On SSS SP’s application, Mr Justice Parker resolved various issues which will have implications for the liquidation of SPCs going forward, and which ensure that the SPC structure remains attractive to the captive insurance business by safeguarding its strict statutory requirement of a separation of assets and liabilities.

Firstly, the joint official liquidators had not, at the outset of the liquidation, separately recorded their time and fees as against the SPC itself and each individual SP. As a result, the joint official liquidators had to retrospectively re-allocate their time and fees as between Performance Insurance and the individual SPs, thereby incurring additional costs.

In addition, the joint official liquidators had failed to apply to the Court for the approval of their proposed fee allocation strategy, despite express orders from the Court, which had granted them leave “to apply to the Court for directions and approval of the apportionment of fees and expenses amongst [Performance Insurance] and the [SPs]”.

Instead the joint official liquidators’ stated position was that they had sought to apportion their remuneration and expenses in a “fair and equitable” manner among Performance Insurance and SPs.

The Court found it was “regrettable” that the joint official liquidators had not sought the Court’s prior approval, and found that the statutory provisions made it clear that a liquidator’s “ability to pay a company’s general liquidation expenses (including his or her own remuneration) out of the company’s assets does not extend to the SPs of an SPC in liquidation” and that “[c]osts associated with the liquidation of the SPC cannot automatically be allocated pro rata to the SPs”, as they had sought to do.

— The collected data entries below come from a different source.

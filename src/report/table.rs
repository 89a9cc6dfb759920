//! Comma-separated rendering of an iteration history.
//!
//! ```text
//! i, xL, xR, yL, yR, xNew, yNew, error
//! 1, 0.000000, 1.000000, -1.000000, 0.459698, 0.500000, -0.377583, N/A
//! 2, 0.500000, 1.000000, -0.377583, 0.459698, 0.750000, 0.018311, 33.333333%
//! ...
//! Terminated because the error reached 0%
//! ```

use std::fmt::{self, Write};

use super::{Iteration, IterationDetail, IterationResult};
use crate::arith::Decimal;
use crate::solver::Method;

/// Field separator.
pub const SEPARATOR: &str = ", ";

/// Placeholder for an absent error.
pub const NOT_AVAILABLE: &str = "N/A";

/// Column names for a method.
pub fn header(method: Method) -> &'static [&'static str] {
    match method {
        Method::Bisection | Method::FalsePosition => {
            &["i", "xL", "xR", "yL", "yR", "xNew", "yNew", "error"]
        }
        Method::FixedPoint => &["i", "xOld", "xNew", "error"],
        Method::NewtonRaphson => &["i", "xOld", "fxOld", "fPrimeXOld", "xNew", "error"],
        Method::Secant => &["i", "xA", "xB", "fxA", "fxB", "xNew", "error"],
    }
}

/// Render an error cell.
pub fn format_error(error: Option<&Decimal>) -> String {
    match error {
        Some(e) => format!("{}%", e),
        None => NOT_AVAILABLE.to_string(),
    }
}

/// Cells of one data row, index first.
pub fn row(iteration: &Iteration) -> Vec<String> {
    let mut cells = vec![iteration.index.to_string()];
    match &iteration.detail {
        IterationDetail::Bracket {
            x_l,
            x_r,
            y_l,
            y_r,
            y_new,
        } => {
            cells.extend([x_l, x_r, y_l, y_r, &iteration.x_new, y_new].map(Decimal::to_string));
        }
        IterationDetail::FixedPoint { x_old } => {
            cells.extend([x_old, &iteration.x_new].map(Decimal::to_string));
        }
        IterationDetail::NewtonRaphson {
            x_old,
            fx_old,
            dfx_old,
        } => {
            cells.extend([x_old, fx_old, dfx_old, &iteration.x_new].map(Decimal::to_string));
        }
        IterationDetail::Secant {
            x_a,
            x_b,
            fx_a,
            fx_b,
        } => {
            cells.extend([x_a, x_b, fx_a, fx_b, &iteration.x_new].map(Decimal::to_string));
        }
    }
    cells.push(format_error(iteration.error.as_ref()));
    cells
}

impl IterationResult {
    /// The full table: header, one row per iteration, termination message.
    pub fn to_table(&self) -> String {
        let mut out = String::new();
        out.push_str(&header(self.method()).join(SEPARATOR));
        out.push('\n');
        for iteration in self.iterations() {
            out.push_str(&row(iteration).join(SEPARATOR));
            out.push('\n');
        }
        out.push_str(self.termination().message());
        out
    }
}

impl fmt::Display for IterationResult {
    fn fmt(&self, f: &mut fmt::Formatter<'_>) -> fmt::Result {
        f.write_str(&self.to_table())?;
        f.write_char('\n')
    }
}

#[cfg(test)]
mod tests {
    use super::*;
    use crate::expr::Fx;
    use crate::solver::TerminationCause;

    fn d(s: &str) -> Decimal {
        s.parse().unwrap()
    }

    #[test]
    fn test_secant_table() {
        let iterations = vec![
            Iteration {
                index: 1,
                x_new: d("0.6127"),
                error: None,
                detail: IterationDetail::Secant {
                    x_a: d("0.0000"),
                    x_b: d("1.0000"),
                    fx_a: d("1.0000"),
                    fx_b: d("-0.6321"),
                },
            },
            Iteration {
                index: 2,
                x_new: d("0.5638"),
                error: Some(d("8.6733")),
                detail: IterationDetail::Secant {
                    x_a: d("1.0000"),
                    x_b: d("0.6127"),
                    fx_a: d("-0.6321"),
                    fx_b: d("-0.0708"),
                },
            },
        ];
        let result = IterationResult::new(
            Method::Secant,
            Fx::parse("exp(-x) - x").unwrap(),
            None,
            iterations,
            TerminationCause::MaxIterationsReached,
        );

        let expected = "i, xA, xB, fxA, fxB, xNew, error\n\
                        1, 0.0000, 1.0000, 1.0000, -0.6321, 0.6127, N/A\n\
                        2, 1.0000, 0.6127, -0.6321, -0.0708, 0.5638, 8.6733%\n\
                        Terminated because the maximum number of iterations was reached";
        assert_eq!(result.to_table(), expected);
    }

    #[test]
    fn test_empty_table_has_header_and_message() {
        let result = IterationResult::new(
            Method::Bisection,
            Fx::parse("x").unwrap(),
            None,
            vec![],
            TerminationCause::MaxIterationsReached,
        );
        let table = result.to_table();
        let lines: Vec<&str> = table.lines().collect();
        assert_eq!(lines[0], "i, xL, xR, yL, yR, xNew, yNew, error");
        assert_eq!(lines.len(), 2);
    }
}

Crucially, the Court refused to allow the joint official liquidators to charge their general fees of the liquidation of the SPC to Bottini SP and SSS SP, specifically.

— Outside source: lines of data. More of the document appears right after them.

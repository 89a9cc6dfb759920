//! When a run stops.

use std::fmt;

use crate::arith::{self, Decimal, RoundingMode};
use crate::config::RunConfig;

/// Why a run stopped.
#[derive(Debug, Clone, Copy, PartialEq, Eq, Hash)]
pub enum TerminationCause {
    /// The iteration cap was reached
    MaxIterationsReached,
    /// Two successive approximations agreed to the output scale
    ZeroErrorReached,
}

impl TerminationCause {
    /// Message appended to result tables and printed after a run.
    pub const fn message(self) -> &'static str {
        match self {
            TerminationCause::MaxIterationsReached => {
                "Terminated because the maximum number of iterations was reached"
            }
            TerminationCause::ZeroErrorReached => "Terminated because the error reached 0%",
        }
    }
}

impl fmt::Display for TerminationCause {
    fn fmt(&self, f: &mut fmt::Formatter<'_>) -> fmt::Result {
        f.write_str(self.message())
    }
}

/// Checks evaluated, in order, before every pass:
///
/// 1. `completed >= min_iterations` and the latest error is present and
///    rounds to zero at the output scale: [`TerminationCause::ZeroErrorReached`]
/// 2. `completed >= max_iterations`: [`TerminationCause::MaxIterationsReached`]
///
/// An absent error (first pass) never counts as zero.
#[derive(Debug, Clone, Copy, PartialEq, Eq)]
pub struct TerminationPolicy {
    pub min_iterations: usize,
    pub max_iterations: usize,
    pub output_scale: u32,
    pub rounding: RoundingMode,
}

impl TerminationPolicy {
    pub fn from_config(config: &RunConfig) -> Self {
        Self {
            min_iterations: config.min_iterations,
            max_iterations: config.max_iterations,
            output_scale: config.output_scale,
            rounding: config.rounding,
        }
    }

    /// `None` means keep iterating.
    pub fn check(&self, completed: usize, error: Option<&Decimal>) -> Option<TerminationCause> {
        let zero_error = error
            .map(|e| arith::round(e, self.output_scale, self.rounding).is_zero())
            .unwrap_or(false);

        if completed >= self.min_iterations && zero_error {
            Some(TerminationCause::ZeroErrorReached)
        } else if completed >= self.max_iterations {
            Some(TerminationCause::MaxIterationsReached)
        } else {
            None
        }
    }
}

The Court held that the role of individual cells was not to “backstop or guarantee” the liabilities or expenses of the SPC as a whole.

Lessons from Performance Insurance

While it is rare for a captive insurance SPC to be placed into liquidation, it can happen, as the Performance Insurance case shows.

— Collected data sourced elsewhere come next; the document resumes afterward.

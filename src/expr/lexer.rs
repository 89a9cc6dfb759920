//! Lexer (tokenizer) for function expressions.

use crate::error::{Result, RootError};

/// A token produced by the lexer.
#[derive(Debug, Clone, PartialEq)]
pub struct Token {
    /// The kind of token
    pub kind: TokenKind,
    /// The token's text
    pub text: String,
    /// Column number (1-indexed)
    pub column: usize,
}

/// Token types in an expression.
#[derive(Debug, Clone, Copy, PartialEq, Eq)]
pub enum TokenKind {
    /// A variable, constant or function name
    Identifier,
    /// An unsigned number, possibly with a decimal point and exponent
    Number,
    /// '+'
    Plus,
    /// '-'
    Minus,
    /// '*'
    Star,
    /// '/'
    Slash,
    /// '^'
    Caret,
    /// Open parenthesis '('
    OpenParen,
    /// Close parenthesis ')'
    CloseParen,
    /// End of input
    Eof,
}

/// Lexer for tokenizing expression input.
pub struct Lexer<'a> {
    chars: std::iter::Peekable<std::str::CharIndices<'a>>,
    column: usize,
}

impl<'a> Lexer<'a> {
    /// Create a new lexer for the given input.
    pub fn new(input: &'a str) -> Self {
        Self {
            chars: input.char_indices().peekable(),
            column: 1,
        }
    }

    /// Get the next token.
    pub fn next_token(&mut self) -> Result<Token> {
        self.skip_whitespace();

        let ch = match self.chars.peek() {
            Some(&(_, ch)) => ch,
            None => {
                return Ok(Token {
                    kind: TokenKind::Eof,
                    text: String::new(),
                    column: self.column,
                });
            }
        };

        let column = self.column;

        let kind = match ch {
            '+' => TokenKind::Plus,
            '-' => TokenKind::Minus,
            '*' => TokenKind::Star,
            '/' => TokenKind::Slash,
            '^' => TokenKind::Caret,
            '(' => TokenKind::OpenParen,
            ')' => TokenKind::CloseParen,
            '0'..='9' | '.' => {
                let text = self.read_number();
                return Ok(Token {
                    kind: TokenKind::Number,
                    text,
                    column,
                });
            }
            _ if ch.is_alphabetic() || ch == '_' => {
                let text = self.read_identifier();
                return Ok(Token {
                    kind: TokenKind::Identifier,
                    text,
                    column,
                });
            }
            _ => {
                return Err(RootError::lexer(
                    column,
                    format!("unexpected character '{}'", ch),
                ));
            }
        };

        self.advance();
        Ok(Token {
            kind,
            text: ch.to_string(),
            column,
        })
    }

    fn advance(&mut self) -> Option<char> {
        let (_, ch) = self.chars.next()?;
        self.column += 1;
        Some(ch)
    }

    fn skip_whitespace(&mut self) {
        while let Some(&(_, ch)) = self.chars.peek() {
            if ch.is_whitespace() {
                self.advance();
            } else {
                break;
            }
        }
    }

    fn read_identifier(&mut self) -> String {
        let mut text = String::new();
        while let Some(&(_, ch)) = self.chars.peek() {
            if ch.is_alphanumeric() || ch == '_' {
                text.push(ch);
                self.advance();
            } else {
                break;
            }
        }
        text
    }

    fn read_digits(&mut self, text: &mut String) {
        while let Some(&(_, ch)) = self.chars.peek() {
            if ch.is_ascii_digit() {
                text.push(ch);
                self.advance();
            } else {
                break;
            }
        }
    }

    fn read_number(&mut self) -> String {
        let mut text = String::new();

        // Integer part
        self.read_digits(&mut text);

        // Decimal part
        if let Some(&(_, '.')) = self.chars.peek() {
            text.push('.');
            self.advance();
            self.read_digits(&mut text);
        }

        // Exponent part, only when digits follow; "2e" stays a number and a name
        if let Some(&(_, ch)) = self.chars.peek() {
            if ch == 'e' || ch == 'E' {
                let mut lookahead = self.chars.clone();
                lookahead.next();
                let next = lookahead.next().map(|(_, c)| c);
                let after_sign = lookahead.next().map(|(_, c)| c);
                let has_exponent = match next {
                    Some(c) if c.is_ascii_digit() => true,
                    Some('+') | Some('-') => after_sign.map_or(false, |c| c.is_ascii_digit()),
                    _ => false,
                };
                if has_exponent {
                    text.push(ch);
                    self.advance();
                    if let Some(&(_, sign)) = self.chars.peek() {
                        if sign == '-' || sign == '+' {
                            text.push(sign);
                            self.advance();
                        }
                    }
                    self.read_digits(&mut text);
                }
            }
        }

        text
    }
}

Litigation in the US related to certain SPs pushed the SPC as a whole into insolvency. This means all the cells in the SPC were in an insolvent liquidation process regardless of their solvency at cell level.

There is no provision in the Companies Act for automatic novation and transfer out of solvent cells so those cells are entirely reliant on the liquidators to promptly and efficiently novate them.

If the Performance Insurance liquidators’ arguments had been accepted by the Grand Court, there would have been a perverse incentive on liquidators to keep solvent cells in the insolvent liquidation process in order to fund the rest of the estate.

This would effectively mean that there is contagion between cells where there has been a fraud or insolvency. Other cells which had otherwise been operating normally would be dragged into the official liquidation process and ultimately become insolvent as their assets are used to fund the liquidation rather than their own captive insurance business.

Thankfully the Grand Court has provided clear and unequivocal confirmation that the segregation principle laid down in the Companies Act is paramount and continues regardless of whether the SPC is trading or in liquidation.

In future cases of SPC insolvencies, we would expect liquidators to seek guidance from the Court up front if there is any uncertainty as to how fees can be charged, novate any solvent cells as quickly and efficiently as possible, and only seek to charge individual cells fees for work which directly and specifically benefits those cells and which has been approved in advance by the owners of the cells. It is hoped that this significant decision will copper-fasten the Cayman Islands SPC as a safe, secure vehicle of choice for captive insurance for many years to come.

Alan Craig, Paul Kennedy and Nienke Lillington of Campbells LLP acted for SSS SP and Bottini SP in the litigation referred to above.